====== GIVEN RECORDS ======

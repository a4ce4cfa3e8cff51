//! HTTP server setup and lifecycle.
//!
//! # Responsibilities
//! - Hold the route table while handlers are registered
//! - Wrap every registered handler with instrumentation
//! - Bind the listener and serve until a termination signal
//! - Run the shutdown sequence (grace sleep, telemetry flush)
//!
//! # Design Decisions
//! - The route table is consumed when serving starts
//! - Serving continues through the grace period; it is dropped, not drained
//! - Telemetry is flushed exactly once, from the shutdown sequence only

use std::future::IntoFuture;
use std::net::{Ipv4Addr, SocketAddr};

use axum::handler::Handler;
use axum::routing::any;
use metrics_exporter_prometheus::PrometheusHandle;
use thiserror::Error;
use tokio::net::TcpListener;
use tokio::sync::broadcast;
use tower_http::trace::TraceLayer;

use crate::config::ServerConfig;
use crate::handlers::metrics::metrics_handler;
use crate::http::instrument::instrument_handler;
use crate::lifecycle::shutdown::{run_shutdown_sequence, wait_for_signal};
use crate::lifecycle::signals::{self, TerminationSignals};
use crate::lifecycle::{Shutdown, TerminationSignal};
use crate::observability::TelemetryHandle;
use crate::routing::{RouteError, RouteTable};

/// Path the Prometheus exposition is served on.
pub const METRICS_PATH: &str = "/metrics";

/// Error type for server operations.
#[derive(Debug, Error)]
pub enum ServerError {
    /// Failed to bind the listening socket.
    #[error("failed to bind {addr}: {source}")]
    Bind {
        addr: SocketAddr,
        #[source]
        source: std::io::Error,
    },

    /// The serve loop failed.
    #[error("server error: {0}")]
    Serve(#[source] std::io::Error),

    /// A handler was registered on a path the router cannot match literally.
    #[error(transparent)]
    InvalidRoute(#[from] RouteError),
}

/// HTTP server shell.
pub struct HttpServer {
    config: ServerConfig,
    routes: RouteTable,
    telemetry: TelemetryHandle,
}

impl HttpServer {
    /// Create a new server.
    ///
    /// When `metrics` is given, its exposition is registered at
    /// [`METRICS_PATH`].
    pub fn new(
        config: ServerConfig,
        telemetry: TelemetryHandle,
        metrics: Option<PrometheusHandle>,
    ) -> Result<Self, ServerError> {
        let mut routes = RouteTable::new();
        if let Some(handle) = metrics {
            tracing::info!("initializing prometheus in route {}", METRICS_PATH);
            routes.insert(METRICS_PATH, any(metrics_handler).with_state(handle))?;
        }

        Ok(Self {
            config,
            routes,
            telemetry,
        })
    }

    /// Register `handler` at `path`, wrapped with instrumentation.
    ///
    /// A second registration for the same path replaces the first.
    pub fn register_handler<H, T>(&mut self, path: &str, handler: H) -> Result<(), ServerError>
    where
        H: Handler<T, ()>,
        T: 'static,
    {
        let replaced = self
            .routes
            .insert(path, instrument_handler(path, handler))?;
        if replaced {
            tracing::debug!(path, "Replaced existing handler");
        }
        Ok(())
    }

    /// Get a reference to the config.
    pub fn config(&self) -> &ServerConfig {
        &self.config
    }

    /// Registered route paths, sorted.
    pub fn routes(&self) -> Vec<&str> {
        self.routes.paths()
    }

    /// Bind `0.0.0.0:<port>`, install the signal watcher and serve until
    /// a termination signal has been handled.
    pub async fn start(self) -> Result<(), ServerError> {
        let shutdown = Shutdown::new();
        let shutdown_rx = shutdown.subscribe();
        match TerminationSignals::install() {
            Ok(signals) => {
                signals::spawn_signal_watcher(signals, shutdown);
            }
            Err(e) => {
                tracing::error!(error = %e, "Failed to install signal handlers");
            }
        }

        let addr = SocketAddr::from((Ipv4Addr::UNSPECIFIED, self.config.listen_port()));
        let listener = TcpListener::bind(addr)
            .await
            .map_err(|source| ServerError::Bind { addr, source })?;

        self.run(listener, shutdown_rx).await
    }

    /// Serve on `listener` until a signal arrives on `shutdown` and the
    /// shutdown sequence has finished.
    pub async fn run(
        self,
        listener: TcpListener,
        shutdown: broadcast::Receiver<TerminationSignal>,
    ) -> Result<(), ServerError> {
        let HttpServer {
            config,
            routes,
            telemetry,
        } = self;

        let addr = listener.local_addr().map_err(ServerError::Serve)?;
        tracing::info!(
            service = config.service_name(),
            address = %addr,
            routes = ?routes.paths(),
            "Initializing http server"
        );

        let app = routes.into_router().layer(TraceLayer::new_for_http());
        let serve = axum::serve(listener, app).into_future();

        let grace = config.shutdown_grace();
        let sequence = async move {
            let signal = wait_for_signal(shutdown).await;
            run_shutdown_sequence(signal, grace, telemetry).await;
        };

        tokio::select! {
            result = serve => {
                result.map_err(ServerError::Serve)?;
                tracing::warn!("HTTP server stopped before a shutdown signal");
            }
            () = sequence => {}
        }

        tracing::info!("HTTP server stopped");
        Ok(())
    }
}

======

[ASSIGNED TASK] Where does "RouteError" appear in the records above? Copy every line that has it.

[EXPECTED ANSWER]
use crate::routing::{RouteError, RouteTable};
    InvalidRoute(#[from] RouteError),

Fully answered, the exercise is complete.